| Problem requirements |
Within the listing below, the lines to output run from the one containing "filename src/store/core.rs" through the one containing "they don't exist"; copy them exactly and nothing else.

═════ Recorded data ═════

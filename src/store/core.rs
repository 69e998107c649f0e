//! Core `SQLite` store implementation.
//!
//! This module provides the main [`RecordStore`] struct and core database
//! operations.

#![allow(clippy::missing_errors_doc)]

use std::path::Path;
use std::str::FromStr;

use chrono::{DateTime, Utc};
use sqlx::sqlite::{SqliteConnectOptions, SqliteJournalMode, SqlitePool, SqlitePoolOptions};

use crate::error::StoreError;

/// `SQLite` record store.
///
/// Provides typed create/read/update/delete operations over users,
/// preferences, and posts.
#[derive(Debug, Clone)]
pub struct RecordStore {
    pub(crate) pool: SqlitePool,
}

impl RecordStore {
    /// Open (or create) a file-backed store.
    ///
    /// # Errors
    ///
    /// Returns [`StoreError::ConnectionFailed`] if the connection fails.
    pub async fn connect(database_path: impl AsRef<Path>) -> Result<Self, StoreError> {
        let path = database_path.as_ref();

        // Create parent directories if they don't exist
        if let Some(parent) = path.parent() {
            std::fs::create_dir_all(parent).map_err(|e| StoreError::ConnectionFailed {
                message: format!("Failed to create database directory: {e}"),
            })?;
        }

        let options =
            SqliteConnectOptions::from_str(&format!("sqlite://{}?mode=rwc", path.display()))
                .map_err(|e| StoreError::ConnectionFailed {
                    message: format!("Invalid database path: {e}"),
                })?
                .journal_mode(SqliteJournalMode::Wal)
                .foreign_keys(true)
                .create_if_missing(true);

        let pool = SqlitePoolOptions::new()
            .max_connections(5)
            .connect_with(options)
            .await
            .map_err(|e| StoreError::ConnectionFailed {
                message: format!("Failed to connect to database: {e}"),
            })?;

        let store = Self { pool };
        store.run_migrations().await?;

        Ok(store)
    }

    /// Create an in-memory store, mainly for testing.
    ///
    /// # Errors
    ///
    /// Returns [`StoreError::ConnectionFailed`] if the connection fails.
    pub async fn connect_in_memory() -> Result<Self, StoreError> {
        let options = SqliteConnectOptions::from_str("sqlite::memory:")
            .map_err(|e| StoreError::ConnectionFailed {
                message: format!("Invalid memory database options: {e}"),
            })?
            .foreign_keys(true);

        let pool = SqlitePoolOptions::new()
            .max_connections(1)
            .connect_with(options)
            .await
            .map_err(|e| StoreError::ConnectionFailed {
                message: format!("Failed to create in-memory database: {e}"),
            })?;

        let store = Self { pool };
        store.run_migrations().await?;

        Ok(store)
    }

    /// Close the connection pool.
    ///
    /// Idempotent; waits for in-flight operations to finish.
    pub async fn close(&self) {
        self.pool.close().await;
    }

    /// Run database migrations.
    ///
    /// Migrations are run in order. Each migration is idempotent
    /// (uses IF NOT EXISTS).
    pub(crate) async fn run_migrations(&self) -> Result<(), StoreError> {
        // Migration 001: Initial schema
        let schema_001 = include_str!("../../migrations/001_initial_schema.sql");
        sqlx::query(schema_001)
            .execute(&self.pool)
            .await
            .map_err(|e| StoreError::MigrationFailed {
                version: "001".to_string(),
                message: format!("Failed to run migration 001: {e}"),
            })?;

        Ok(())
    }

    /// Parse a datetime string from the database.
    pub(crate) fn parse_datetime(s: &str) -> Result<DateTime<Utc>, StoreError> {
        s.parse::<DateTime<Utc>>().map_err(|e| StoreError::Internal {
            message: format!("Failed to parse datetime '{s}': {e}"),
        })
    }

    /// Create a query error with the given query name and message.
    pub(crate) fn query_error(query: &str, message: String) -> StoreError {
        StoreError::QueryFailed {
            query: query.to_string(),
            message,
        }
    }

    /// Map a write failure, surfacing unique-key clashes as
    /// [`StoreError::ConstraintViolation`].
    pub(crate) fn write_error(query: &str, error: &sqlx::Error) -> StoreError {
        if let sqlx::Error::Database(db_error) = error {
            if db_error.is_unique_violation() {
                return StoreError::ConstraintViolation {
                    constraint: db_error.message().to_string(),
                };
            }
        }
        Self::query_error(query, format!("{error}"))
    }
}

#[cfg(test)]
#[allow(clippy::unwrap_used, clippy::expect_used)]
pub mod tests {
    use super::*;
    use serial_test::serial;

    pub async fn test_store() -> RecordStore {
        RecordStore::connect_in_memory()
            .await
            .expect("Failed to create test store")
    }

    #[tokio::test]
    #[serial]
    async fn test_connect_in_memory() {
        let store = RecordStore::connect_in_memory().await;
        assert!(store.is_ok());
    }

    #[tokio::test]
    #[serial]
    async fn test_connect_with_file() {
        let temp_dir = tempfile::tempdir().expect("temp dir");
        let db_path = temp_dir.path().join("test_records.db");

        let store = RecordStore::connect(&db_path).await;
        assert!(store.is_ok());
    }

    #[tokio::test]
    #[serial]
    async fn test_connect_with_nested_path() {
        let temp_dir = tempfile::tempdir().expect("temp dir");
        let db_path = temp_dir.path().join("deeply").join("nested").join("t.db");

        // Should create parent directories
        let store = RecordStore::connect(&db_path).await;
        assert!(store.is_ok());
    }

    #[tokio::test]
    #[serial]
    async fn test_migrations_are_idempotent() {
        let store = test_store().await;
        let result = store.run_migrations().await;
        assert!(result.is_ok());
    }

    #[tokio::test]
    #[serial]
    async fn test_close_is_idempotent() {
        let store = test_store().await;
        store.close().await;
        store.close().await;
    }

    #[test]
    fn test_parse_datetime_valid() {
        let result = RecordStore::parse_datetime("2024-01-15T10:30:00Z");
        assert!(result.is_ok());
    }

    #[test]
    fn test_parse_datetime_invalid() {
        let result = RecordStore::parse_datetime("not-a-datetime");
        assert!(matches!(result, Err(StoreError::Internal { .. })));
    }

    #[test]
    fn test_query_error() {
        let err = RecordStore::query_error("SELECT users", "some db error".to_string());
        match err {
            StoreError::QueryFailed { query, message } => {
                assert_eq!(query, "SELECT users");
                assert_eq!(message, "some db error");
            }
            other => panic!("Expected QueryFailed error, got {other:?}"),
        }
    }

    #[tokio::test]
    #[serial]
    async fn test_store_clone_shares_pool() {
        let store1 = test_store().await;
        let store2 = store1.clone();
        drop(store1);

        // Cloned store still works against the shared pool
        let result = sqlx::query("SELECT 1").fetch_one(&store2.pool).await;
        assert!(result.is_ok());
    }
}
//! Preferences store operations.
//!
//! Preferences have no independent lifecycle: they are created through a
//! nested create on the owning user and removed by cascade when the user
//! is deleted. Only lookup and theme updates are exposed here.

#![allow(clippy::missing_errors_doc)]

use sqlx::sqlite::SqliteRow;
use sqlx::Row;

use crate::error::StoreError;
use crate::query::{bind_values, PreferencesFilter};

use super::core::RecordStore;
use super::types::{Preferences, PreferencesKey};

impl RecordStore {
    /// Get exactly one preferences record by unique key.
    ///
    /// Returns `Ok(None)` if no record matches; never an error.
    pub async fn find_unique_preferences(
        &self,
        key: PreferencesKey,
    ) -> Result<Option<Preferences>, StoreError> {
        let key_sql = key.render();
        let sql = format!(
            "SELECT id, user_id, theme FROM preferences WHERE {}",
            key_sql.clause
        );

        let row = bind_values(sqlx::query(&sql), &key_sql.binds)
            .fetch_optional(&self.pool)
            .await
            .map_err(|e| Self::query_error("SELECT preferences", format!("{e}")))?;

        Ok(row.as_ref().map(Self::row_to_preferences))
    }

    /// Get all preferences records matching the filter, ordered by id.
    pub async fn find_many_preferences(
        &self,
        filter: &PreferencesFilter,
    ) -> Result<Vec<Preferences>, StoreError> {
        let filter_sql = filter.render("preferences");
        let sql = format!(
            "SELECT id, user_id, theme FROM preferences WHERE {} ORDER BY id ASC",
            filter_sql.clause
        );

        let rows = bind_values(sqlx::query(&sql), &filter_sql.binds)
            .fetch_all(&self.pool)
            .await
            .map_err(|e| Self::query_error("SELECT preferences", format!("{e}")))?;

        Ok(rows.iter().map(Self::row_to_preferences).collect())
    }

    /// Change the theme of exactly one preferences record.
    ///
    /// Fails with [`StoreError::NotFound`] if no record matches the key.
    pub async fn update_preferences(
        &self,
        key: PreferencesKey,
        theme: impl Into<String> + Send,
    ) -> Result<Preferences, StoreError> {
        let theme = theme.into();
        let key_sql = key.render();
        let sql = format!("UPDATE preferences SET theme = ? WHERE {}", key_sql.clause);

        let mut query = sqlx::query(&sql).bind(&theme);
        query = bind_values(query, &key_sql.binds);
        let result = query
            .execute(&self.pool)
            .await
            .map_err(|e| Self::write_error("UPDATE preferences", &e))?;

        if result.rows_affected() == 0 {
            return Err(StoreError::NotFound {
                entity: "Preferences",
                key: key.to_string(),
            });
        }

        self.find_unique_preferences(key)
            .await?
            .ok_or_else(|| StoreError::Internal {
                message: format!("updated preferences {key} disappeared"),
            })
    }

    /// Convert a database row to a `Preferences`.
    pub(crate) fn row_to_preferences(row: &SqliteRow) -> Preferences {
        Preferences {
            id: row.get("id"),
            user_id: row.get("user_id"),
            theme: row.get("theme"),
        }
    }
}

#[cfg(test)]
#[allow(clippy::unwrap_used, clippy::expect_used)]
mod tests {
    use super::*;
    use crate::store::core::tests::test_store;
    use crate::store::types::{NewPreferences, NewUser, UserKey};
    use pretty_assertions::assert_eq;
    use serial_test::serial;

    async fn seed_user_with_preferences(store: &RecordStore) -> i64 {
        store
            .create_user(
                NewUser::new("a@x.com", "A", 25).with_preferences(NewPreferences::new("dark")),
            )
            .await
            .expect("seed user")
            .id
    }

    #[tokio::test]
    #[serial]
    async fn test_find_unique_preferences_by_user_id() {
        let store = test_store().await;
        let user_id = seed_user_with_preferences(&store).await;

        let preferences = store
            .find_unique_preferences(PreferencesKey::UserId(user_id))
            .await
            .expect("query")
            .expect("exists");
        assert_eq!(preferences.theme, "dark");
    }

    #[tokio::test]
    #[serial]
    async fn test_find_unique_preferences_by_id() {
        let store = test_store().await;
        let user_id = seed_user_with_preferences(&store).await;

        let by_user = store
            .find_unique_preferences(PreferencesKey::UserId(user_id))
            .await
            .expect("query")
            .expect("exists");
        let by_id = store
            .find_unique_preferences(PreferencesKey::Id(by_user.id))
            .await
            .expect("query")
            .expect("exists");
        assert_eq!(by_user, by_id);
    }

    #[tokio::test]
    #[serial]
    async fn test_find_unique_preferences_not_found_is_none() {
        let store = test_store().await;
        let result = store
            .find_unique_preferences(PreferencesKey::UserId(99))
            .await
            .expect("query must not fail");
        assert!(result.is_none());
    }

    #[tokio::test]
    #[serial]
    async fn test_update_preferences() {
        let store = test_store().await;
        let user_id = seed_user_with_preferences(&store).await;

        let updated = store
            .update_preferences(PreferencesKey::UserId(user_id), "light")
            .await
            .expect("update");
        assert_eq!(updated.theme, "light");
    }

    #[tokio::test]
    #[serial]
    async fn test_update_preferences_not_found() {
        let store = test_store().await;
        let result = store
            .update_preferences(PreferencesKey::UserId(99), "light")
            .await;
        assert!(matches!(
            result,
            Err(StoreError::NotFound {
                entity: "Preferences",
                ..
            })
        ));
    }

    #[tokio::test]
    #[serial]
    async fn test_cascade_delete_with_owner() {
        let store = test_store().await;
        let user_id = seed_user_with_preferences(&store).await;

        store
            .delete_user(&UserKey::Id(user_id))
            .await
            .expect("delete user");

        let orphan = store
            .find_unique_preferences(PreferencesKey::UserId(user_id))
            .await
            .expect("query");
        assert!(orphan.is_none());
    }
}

═════
═════ Recorded data ═════

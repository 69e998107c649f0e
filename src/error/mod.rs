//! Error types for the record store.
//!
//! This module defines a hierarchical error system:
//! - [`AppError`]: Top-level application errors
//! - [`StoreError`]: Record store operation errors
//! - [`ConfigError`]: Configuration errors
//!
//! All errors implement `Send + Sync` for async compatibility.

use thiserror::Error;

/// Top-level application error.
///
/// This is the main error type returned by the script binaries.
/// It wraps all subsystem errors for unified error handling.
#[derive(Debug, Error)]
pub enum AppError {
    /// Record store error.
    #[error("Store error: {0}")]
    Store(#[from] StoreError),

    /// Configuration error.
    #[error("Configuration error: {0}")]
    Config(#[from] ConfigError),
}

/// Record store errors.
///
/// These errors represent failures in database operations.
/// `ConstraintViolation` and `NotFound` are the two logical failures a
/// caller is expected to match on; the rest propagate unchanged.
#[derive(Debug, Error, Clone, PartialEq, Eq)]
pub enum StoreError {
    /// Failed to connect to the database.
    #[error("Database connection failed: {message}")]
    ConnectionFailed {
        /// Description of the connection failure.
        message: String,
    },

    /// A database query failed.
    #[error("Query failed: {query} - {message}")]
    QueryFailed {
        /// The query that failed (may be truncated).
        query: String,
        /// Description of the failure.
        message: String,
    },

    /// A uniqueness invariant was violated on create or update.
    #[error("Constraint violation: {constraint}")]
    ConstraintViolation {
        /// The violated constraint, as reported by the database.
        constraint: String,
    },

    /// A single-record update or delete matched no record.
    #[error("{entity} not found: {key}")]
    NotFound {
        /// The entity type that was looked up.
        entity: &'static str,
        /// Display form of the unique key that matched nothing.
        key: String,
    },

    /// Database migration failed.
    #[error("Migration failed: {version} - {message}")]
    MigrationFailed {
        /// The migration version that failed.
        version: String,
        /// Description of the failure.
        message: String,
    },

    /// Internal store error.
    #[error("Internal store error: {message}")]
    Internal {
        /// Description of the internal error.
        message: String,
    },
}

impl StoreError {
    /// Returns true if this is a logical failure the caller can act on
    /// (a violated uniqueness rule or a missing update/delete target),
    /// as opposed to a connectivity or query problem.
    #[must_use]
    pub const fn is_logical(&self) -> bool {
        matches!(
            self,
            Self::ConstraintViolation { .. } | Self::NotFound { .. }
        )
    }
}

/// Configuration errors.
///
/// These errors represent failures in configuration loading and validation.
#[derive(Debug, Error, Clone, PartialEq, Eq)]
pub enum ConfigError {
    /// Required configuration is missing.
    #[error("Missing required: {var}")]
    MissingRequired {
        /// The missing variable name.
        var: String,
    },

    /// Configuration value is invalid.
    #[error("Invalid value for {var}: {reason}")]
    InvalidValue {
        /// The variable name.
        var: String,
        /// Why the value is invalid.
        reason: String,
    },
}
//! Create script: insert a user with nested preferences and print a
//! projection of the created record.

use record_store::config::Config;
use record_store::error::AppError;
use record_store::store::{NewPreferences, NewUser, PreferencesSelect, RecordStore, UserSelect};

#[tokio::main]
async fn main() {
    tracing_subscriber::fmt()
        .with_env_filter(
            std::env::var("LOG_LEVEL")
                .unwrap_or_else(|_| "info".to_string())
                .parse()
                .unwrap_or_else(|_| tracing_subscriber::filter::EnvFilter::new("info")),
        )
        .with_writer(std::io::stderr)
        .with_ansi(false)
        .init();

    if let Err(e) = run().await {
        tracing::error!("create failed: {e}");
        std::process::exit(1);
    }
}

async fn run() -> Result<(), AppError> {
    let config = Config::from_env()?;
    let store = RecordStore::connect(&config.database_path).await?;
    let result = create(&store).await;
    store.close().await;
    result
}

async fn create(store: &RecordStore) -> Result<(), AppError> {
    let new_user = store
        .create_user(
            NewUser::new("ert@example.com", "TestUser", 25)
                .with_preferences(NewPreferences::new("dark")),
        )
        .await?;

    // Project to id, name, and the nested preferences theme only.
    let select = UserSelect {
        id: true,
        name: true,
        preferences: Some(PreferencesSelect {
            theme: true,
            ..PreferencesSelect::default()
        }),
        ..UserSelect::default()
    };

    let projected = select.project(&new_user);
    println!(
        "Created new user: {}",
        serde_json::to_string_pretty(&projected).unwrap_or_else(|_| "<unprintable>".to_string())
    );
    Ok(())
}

═════
═════ Recorded data ═════

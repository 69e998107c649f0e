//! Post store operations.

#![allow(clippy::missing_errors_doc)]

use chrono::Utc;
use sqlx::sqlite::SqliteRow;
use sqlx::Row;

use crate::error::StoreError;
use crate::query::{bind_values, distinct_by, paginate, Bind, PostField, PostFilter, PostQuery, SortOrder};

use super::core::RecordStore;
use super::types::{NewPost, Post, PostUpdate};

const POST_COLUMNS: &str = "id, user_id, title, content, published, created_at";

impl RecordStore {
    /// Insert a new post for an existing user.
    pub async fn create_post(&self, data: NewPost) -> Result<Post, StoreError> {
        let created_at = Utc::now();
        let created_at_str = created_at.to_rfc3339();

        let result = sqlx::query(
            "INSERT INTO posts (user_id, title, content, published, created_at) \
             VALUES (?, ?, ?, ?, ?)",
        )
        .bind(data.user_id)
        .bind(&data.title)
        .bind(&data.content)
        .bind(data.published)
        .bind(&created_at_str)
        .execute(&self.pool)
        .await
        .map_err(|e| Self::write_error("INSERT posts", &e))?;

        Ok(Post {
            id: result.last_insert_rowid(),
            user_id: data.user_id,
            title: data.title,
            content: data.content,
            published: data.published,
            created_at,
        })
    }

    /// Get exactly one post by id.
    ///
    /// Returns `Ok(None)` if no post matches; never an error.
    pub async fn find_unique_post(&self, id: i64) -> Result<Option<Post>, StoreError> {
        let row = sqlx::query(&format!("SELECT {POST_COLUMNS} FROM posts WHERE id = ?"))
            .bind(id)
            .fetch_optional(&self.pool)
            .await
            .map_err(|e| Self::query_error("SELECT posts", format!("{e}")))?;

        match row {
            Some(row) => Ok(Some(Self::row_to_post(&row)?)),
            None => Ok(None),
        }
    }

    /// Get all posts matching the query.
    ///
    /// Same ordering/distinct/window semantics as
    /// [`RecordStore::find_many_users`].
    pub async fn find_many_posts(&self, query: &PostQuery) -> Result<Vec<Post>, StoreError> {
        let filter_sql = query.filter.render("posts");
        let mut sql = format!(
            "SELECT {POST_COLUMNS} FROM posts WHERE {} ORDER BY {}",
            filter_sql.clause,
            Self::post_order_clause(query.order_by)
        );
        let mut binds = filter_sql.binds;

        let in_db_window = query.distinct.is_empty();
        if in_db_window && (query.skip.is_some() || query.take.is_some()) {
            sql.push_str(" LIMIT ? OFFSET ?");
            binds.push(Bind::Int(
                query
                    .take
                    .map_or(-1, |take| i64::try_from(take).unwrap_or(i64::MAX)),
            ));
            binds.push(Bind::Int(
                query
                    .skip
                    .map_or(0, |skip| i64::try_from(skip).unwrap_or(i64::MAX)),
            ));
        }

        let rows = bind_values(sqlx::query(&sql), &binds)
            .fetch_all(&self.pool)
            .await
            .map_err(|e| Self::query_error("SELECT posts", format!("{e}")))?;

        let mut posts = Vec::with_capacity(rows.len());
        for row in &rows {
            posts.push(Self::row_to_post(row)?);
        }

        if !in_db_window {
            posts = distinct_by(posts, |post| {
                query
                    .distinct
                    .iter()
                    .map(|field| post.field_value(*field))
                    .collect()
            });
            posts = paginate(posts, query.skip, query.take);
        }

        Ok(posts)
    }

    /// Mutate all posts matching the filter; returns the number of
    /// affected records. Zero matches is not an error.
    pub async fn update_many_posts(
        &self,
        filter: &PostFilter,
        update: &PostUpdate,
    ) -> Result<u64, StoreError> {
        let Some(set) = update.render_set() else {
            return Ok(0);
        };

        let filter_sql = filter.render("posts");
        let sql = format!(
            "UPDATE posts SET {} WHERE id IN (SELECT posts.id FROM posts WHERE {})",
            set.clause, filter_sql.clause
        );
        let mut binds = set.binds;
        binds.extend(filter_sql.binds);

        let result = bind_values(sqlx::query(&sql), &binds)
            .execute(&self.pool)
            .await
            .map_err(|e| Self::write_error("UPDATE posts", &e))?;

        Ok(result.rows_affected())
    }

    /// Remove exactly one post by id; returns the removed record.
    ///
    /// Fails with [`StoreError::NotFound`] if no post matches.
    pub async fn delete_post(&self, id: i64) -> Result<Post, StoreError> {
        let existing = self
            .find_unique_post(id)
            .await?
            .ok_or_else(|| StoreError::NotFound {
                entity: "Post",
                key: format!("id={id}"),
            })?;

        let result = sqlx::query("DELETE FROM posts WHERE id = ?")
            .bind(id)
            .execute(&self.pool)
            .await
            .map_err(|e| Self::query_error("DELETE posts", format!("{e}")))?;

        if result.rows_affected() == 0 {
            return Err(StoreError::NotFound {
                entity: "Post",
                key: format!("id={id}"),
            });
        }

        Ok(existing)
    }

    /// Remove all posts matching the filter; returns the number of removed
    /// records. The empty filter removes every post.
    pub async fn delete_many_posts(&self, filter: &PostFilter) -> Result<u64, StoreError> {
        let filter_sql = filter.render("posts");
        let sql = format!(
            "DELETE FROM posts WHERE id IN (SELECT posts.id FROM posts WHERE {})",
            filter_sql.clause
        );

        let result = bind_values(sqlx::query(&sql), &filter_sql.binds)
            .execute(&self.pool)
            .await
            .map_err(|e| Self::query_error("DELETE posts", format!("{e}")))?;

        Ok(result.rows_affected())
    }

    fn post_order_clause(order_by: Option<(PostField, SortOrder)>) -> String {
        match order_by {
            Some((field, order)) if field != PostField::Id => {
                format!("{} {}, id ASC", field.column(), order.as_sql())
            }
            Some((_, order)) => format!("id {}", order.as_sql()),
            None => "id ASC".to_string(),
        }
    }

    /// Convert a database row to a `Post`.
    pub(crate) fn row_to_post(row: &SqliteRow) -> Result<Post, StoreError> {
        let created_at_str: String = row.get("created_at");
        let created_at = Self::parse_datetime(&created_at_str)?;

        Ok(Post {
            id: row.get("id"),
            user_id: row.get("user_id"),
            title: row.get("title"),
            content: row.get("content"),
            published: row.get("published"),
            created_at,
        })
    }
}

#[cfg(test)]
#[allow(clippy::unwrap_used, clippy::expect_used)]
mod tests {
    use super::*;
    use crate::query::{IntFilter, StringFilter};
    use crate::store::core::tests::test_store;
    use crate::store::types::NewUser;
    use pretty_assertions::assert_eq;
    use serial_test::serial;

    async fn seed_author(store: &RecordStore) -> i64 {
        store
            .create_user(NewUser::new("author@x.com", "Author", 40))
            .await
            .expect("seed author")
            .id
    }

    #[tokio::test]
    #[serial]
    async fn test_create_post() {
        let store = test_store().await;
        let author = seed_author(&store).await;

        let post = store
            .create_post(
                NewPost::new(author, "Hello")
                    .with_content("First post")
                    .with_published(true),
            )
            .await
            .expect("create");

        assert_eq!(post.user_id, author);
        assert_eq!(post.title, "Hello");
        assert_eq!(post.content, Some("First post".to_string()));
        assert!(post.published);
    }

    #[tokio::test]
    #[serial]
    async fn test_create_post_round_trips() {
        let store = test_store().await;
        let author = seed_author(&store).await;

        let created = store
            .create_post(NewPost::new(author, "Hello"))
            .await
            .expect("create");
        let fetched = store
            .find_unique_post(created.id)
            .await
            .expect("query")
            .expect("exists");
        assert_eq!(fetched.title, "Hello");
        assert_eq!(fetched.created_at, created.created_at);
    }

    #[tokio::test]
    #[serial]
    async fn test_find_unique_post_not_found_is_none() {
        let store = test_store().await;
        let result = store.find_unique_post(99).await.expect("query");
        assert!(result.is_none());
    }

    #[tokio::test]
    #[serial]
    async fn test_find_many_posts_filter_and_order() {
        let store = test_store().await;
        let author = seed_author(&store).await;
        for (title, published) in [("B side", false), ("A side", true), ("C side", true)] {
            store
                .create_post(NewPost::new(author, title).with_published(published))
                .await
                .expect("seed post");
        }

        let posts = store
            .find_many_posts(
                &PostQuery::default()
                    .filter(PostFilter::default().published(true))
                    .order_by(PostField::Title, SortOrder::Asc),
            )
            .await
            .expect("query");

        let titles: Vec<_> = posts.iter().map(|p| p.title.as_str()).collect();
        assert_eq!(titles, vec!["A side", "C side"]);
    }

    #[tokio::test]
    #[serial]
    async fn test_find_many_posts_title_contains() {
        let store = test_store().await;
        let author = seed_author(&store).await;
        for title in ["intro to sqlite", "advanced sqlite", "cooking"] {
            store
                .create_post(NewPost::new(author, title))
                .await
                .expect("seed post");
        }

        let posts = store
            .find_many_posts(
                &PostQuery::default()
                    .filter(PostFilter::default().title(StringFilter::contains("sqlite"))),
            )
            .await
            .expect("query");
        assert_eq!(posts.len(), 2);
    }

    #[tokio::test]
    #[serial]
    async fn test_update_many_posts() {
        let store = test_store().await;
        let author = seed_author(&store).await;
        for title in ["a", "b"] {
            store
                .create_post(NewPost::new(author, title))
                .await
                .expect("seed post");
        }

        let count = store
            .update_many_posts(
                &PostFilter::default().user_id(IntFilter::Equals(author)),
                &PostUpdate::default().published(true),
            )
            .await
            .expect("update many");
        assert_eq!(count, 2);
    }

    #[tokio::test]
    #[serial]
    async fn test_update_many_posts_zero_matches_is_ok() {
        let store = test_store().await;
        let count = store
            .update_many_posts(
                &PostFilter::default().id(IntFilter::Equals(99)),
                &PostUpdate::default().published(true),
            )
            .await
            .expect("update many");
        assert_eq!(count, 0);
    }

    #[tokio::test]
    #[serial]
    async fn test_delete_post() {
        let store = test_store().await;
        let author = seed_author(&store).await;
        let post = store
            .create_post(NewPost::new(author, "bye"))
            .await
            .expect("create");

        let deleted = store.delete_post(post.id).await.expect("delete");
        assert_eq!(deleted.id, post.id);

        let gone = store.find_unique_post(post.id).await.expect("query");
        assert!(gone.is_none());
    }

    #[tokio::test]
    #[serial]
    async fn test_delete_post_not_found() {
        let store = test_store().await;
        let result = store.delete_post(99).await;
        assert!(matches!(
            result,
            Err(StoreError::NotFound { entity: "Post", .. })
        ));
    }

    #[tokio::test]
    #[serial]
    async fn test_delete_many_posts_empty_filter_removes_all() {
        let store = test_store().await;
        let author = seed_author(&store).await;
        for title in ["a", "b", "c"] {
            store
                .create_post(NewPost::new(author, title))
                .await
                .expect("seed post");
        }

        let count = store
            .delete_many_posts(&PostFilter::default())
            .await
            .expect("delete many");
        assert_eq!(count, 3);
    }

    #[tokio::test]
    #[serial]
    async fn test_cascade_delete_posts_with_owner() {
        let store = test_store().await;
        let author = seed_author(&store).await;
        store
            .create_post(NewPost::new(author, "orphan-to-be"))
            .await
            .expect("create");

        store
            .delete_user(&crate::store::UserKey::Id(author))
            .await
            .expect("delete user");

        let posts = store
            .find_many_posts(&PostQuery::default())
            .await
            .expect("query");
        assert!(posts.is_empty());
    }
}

═════

| Task answer |
filename src/store/core.rs
repository 69e998107c649f0e
//! Core `SQLite` store implementation.
//!
//! This module provides the main [`RecordStore`] struct and core database
//! operations.

#![allow(clippy::missing_errors_doc)]

use std::path::Path;
use std::str::FromStr;

use chrono::{DateTime, Utc};
use sqlx::sqlite::{SqliteConnectOptions, SqliteJournalMode, SqlitePool, SqlitePoolOptions};

use crate::error::StoreError;

/// `SQLite` record store.
///
/// Provides typed create/read/update/delete operations over users,
/// preferences, and posts.
#[derive(Debug, Clone)]
pub struct RecordStore {
    pub(crate) pool: SqlitePool,
}

impl RecordStore {
    /// Open (or create) a file-backed store.
    ///
    /// # Errors
    ///
    /// Returns [`StoreError::ConnectionFailed`] if the connection fails.
    pub async fn connect(database_path: impl AsRef<Path>) -> Result<Self, StoreError> {
        let path = database_path.as_ref();

        // Create parent directories if they don't exist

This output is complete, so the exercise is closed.